Shrinking or empty lakes in Western states have been significant contributors of dust pollution.
Last fall, the Great Salt Lake’s water levels fell to its lowest on record, exposing much of the lakebed and creating conditions for storms of dust — laden with toxic metals — that now threaten the 2 million people living nearby.
In California, Los Angeles Department of Water and Power ratepayers have spent at least $2.5 billion controlling dust emissions at Owens Lake, which was drained by the utility and was once the largest human-caused source of dust in the U.S.
Dust can have health consequences. Exposure to dust particles can cause respiratory disease, cardiovascular issues and fungal infections. Dust can carry heavy metals and other toxins into people’s homes and lungs. Any dust-related deaths caused by disease or infection were not included in the Bulletin of the American Meteorological Society study.
“If you breathe particles of stuff in the air and it gets into your respiratory tract, in your lungs, it’s going to cause irritation whether it’s toxic or not,” Gill said. “It adds to the burden of air pollution.”
While dust storms are becoming more prevalent in the Southwest, other regions will likely experience fewer dust storms as overall precipitation continues to increase. But a threat could still exist. Gill and other researchers are concerned about the impact of flash droughts — when extreme temperatures rapidly parch the landscape during periods of variability — and how those patterns could affect areas of the U.S. that are more wet, in general, and have heavy agricultural use.
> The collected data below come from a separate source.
use std::fs::File;
use std::io::Write;
use std::path::Path;

use crate::domain::AppError;
use crate::ports::ResultWriter;

/// Writes results straight to the local filesystem.
///
/// The file is created or truncated; parent directories are not created.
#[derive(Debug, Clone, Copy, Default)]
pub struct FileResultWriter;

impl FileResultWriter {
    pub fn new() -> Self {
        Self
    }
}

impl ResultWriter for FileResultWriter {
    fn write(&self, path: &Path, content: &str) -> Result<(), AppError> {
        let to_write_error = |source| AppError::Write { path: path.to_path_buf(), source };

        // The handle is closed when `file` drops, on success and on error alike.
        let mut file = File::create(path).map_err(to_write_error)?;
        file.write_all(content.as_bytes()).map_err(to_write_error)?;
        file.sync_all().map_err(to_write_error)
    }
}
fn main() {
    pubset::app::cli::run();
}
//! Build context backed by a workspace directory and an environment snapshot.

use std::collections::BTreeMap;
use std::path::{Path, PathBuf};

use crate::domain::{AppError, Credentials, CredentialsConfig};
use crate::ports::BuildContext;

/// Build context for command-line invocations.
///
/// The environment is captured once so a single invocation sees a stable view.
#[derive(Debug, Clone)]
pub struct EnvBuildContext {
    workspace: PathBuf,
    vars: BTreeMap<String, String>,
    credentials: CredentialsConfig,
}

impl EnvBuildContext {
    pub fn new(
        workspace: impl Into<PathBuf>,
        vars: BTreeMap<String, String>,
        credentials: CredentialsConfig,
    ) -> Self {
        Self { workspace: workspace.into(), vars, credentials }
    }

    /// Snapshot the current process environment. Non-UTF-8 entries are skipped.
    pub fn from_process_env(workspace: impl Into<PathBuf>, credentials: CredentialsConfig) -> Self {
        let vars = std::env::vars_os()
            .filter_map(|(key, value)| Some((key.into_string().ok()?, value.into_string().ok()?)))
            .collect();
        Self::new(workspace, vars, credentials)
    }

    fn required_var(&self, name: &str) -> Result<String, AppError> {
        self.vars
            .get(name)
            .filter(|value| !value.is_empty())
            .cloned()
            .ok_or_else(|| AppError::EnvironmentVariableMissing(name.to_string()))
    }
}

impl BuildContext for EnvBuildContext {
    fn expand_env_vars(&self, value: &str) -> String {
        expand_vars(value, |name| self.vars.get(name).cloned())
    }

    fn to_workspace_path(&self, value: &str) -> PathBuf {
        let path = Path::new(value);
        if path.is_absolute() { path.to_path_buf() } else { self.workspace.join(path) }
    }

    fn auth_credentials(&self) -> Result<Credentials, AppError> {
        let username = self.required_var(&self.credentials.username_env)?;
        let api_key = self.required_var(&self.credentials.api_key_env)?;
        Ok(Credentials::new(username, api_key))
    }
}

/// Replace `$NAME` and `${NAME}` references using `lookup`.
///
/// References to unknown variables and malformed references stay verbatim.
pub fn expand_vars(value: &str, lookup: impl Fn(&str) -> Option<String>) -> String {
    let mut out = String::with_capacity(value.len());
    let mut rest = value;

    while let Some(pos) = rest.find('$') {
        out.push_str(&rest[..pos]);
        let after = &rest[pos + 1..];

        let (name, consumed) = if let Some(braced) = after.strip_prefix('{') {
            match braced.find('}') {
                Some(end) if is_var_name(&braced[..end]) => (&braced[..end], end + 2),
                _ => ("", 0),
            }
        } else {
            let end = after
                .char_indices()
                .find(|&(i, c)| !is_name_char(i, c))
                .map(|(i, _)| i)
                .unwrap_or(after.len());
            (&after[..end], end)
        };

        let reference = &rest[pos..pos + 1 + consumed];
        match lookup(name).filter(|_| !name.is_empty()) {
            Some(replacement) => out.push_str(&replacement),
            None if consumed == 0 => out.push('$'),
            None => out.push_str(reference),
        }
        rest = &rest[pos + 1 + consumed..];
    }

    out.push_str(rest);
    out
}

fn is_name_char(index: usize, c: char) -> bool {
    c == '_' || c.is_ascii_alphabetic() || (index > 0 && c.is_ascii_digit())
}

fn is_var_name(name: &str) -> bool {
    !name.is_empty() && name.char_indices().all(|(i, c)| is_name_char(i, c))
}
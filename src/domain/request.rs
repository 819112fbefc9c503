use url::Url;

/// Build the URL that lists a configuration, including its publish sets.
///
/// The id is treated as an opaque string and appended as-is.
pub fn build_list_url(base_url: &Url, configuration_id: &str) -> String {
    let base = base_url.as_str().trim_end_matches('/');
    let request_url = format!("{}/configurations/{}", base, configuration_id);

    tracing::info!("Request URL: {}", request_url);
    request_url
}
mod build_context;
mod configuration_client;
mod result_writer;

pub use build_context::BuildContext;
pub use configuration_client::ConfigurationClient;
pub use result_writer::ResultWriter;
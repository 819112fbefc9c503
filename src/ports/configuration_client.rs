//! Configuration API client port definition.

use crate::domain::{AppError, Credentials};

/// Port for reading configurations from the remote API.
pub trait ConfigurationClient {
    /// Issue a GET for `request_url` and return the raw response body.
    ///
    /// Transport failures map to `AppError::Transport`, non-success statuses
    /// to `AppError::Api`.
    fn get_configuration(
        &self,
        request_url: &str,
        credentials: &Credentials,
    ) -> Result<String, AppError>;
}
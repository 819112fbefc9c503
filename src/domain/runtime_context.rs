use std::path::{Path, PathBuf};

use crate::domain::Credentials;

/// Per-invocation state derived from the step parameters and the build context.
///
/// Built at the start of an execution and dropped at its end; never stored on
/// the step itself.
#[derive(Debug, Clone)]
pub struct RuntimeContext {
    pub configuration_id: String,
    pub credentials: Credentials,
    pub configuration_file: Option<PathBuf>,
    pub url_file: PathBuf,
}

impl RuntimeContext {
    pub fn configuration_file(&self) -> Option<&Path> {
        self.configuration_file.as_deref()
    }

    pub fn url_file(&self) -> &Path {
        &self.url_file
    }
}
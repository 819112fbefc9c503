//! Publish sets of a configuration: decoding and URL selection.

mod record;
mod response;
mod selection;

pub use record::{PublishSetRecord, PublishSetType};
pub use response::{check_for_api_error, parse_publish_sets};
pub use selection::{Rejection, ResolutionResult, select};
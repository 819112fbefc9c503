//! pubset: resolve the URL of a configuration's named publish set and save it
//! for later build steps.

pub mod adapters;
pub mod app;
pub mod domain;
pub mod ports;

#[cfg(test)]
pub(crate) mod testing;

pub use app::api::{
    InvocationOptions, ListPublishedUrlOutcome, list_published_url, run_list_published_url,
};
pub use app::commands::list_published_url::ListPublishedUrlStep;
pub use app::{AppContext, Step, run_step};
pub use domain::{AppError, StepFailure, StepParameters, StepStage};
use std::fs;
use std::io::ErrorKind;
use std::path::Path;

use crate::domain::{AppError, parse_identifier_document};

/// Produce the configuration id the step operates on.
///
/// A literal id wins; otherwise the id is read from the identifier file.
pub fn resolve_runtime_id(
    id_literal: Option<&str>,
    file: Option<&Path>,
) -> Result<String, AppError> {
    if let Some(id) = id_literal {
        return Ok(id.to_string());
    }

    let Some(path) = file else {
        return Err(AppError::IdentifierResolution {
            source_path: "<none>".to_string(),
            reason: "neither a configuration ID nor a configuration file was provided".to_string(),
        });
    };

    let source_path = path.display().to_string();
    let content = fs::read_to_string(path).map_err(|e| AppError::IdentifierResolution {
        source_path: source_path.clone(),
        reason: match e.kind() {
            ErrorKind::NotFound => "file not found".to_string(),
            _ => e.to_string(),
        },
    })?;

    parse_identifier_document(&content, &source_path)
}

#[cfg(test)]
mod tests {
    use super::*;
    use std::fs;
    use tempfile::TempDir;

    #[test]
    fn literal_id_ignores_file() {
        let id = resolve_runtime_id(Some("123"), Some(Path::new("/does/not/exist.json")));
        assert_eq!(id.unwrap(), "123");
    }

    #[test]
    fn reads_id_from_file_repeatably() {
        let dir = TempDir::new().unwrap();
        let path = dir.path().join("configuration.json");
        fs::write(&path, r#"{"id": "1453536", "runstate": "running"}"#).unwrap();

        let first = resolve_runtime_id(None, Some(&path)).unwrap();
        let second = resolve_runtime_id(None, Some(&path)).unwrap();

        assert_eq!(first, "1453536");
        assert_eq!(first, second);
    }

    #[test]
    fn missing_file_is_reported() {
        let dir = TempDir::new().unwrap();
        let path = dir.path().join("absent.json");

        let err = resolve_runtime_id(None, Some(&path)).unwrap_err();

        match err {
            AppError::IdentifierResolution { reason, .. } => assert_eq!(reason, "file not found"),
            other => panic!("unexpected error variant: {}", other),
        }
    }

    #[test]
    fn no_source_is_reported() {
        assert!(resolve_runtime_id(None, None).is_err());
    }
}
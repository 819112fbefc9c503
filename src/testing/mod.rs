mod fake_configuration_client;
mod memory_result_writer;

pub use fake_configuration_client::FakeConfigurationClient;
pub use memory_result_writer::MemoryResultWriter;
use url::Url;

use crate::ports::{BuildContext, ConfigurationClient, ResultWriter};

/// Application context holding the collaborators a step runs against.
pub struct AppContext<C: ConfigurationClient, B: BuildContext, W: ResultWriter> {
    client: C,
    build: B,
    writer: W,
    base_url: Url,
}

impl<C: ConfigurationClient, B: BuildContext, W: ResultWriter> AppContext<C, B, W> {
    /// Create a new application context.
    pub fn new(client: C, build: B, writer: W, base_url: Url) -> Self {
        Self { client, build, writer, base_url }
    }

    /// Get a reference to the configuration API client.
    pub fn client(&self) -> &C {
        &self.client
    }

    /// Get a reference to the build context.
    pub fn build(&self) -> &B {
        &self.build
    }

    /// Get a reference to the result writer.
    pub fn writer(&self) -> &W {
        &self.writer
    }

    /// Host the configuration endpoints live under.
    pub fn base_url(&self) -> &Url {
        &self.base_url
    }
}
/// Username and API token sent with every API request.
#[derive(Clone, PartialEq, Eq)]
pub struct Credentials {
    username: String,
    api_key: String,
}

impl Credentials {
    pub fn new(username: impl Into<String>, api_key: impl Into<String>) -> Self {
        Self { username: username.into(), api_key: api_key.into() }
    }

    pub fn username(&self) -> &str {
        &self.username
    }

    pub fn api_key(&self) -> &str {
        &self.api_key
    }
}

impl std::fmt::Debug for Credentials {
    fn fmt(&self, f: &mut std::fmt::Formatter<'_>) -> std::fmt::Result {
        f.debug_struct("Credentials")
            .field("username", &self.username)
            .field("api_key", &"[REDACTED]")
            .finish()
    }
}

#[cfg(test)]
mod tests {
    use super::*;

    #[test]
    fn debug_output_redacts_api_key() {
        let creds = Credentials::new("ci-bot", "s3cr3t");
        let rendered = format!("{:?}", creds);
        assert!(rendered.contains("ci-bot"));
        assert!(!rendered.contains("s3cr3t"));
    }
}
Dust storms have been responsible for other fatal highway pileups. According to Tong’s research, there were six such crashes involving semi-trucks between 2007 and 2017 with five occurring in New Mexico and Arizona along two stretches of Interstate 10.
States have addressed the storms along that corridor with dust mitigation efforts, something more states should undertake, Tong said.
“Now is the time to think about adopting some new land management and air quality measures that have been in practice in some Western states,” he said. “For example, we need to consider air quality and health impacts of agricultural tilling. When you till, you should observe weather forecasts and maybe consult some experts about the proper time and check whether the land is very dry.”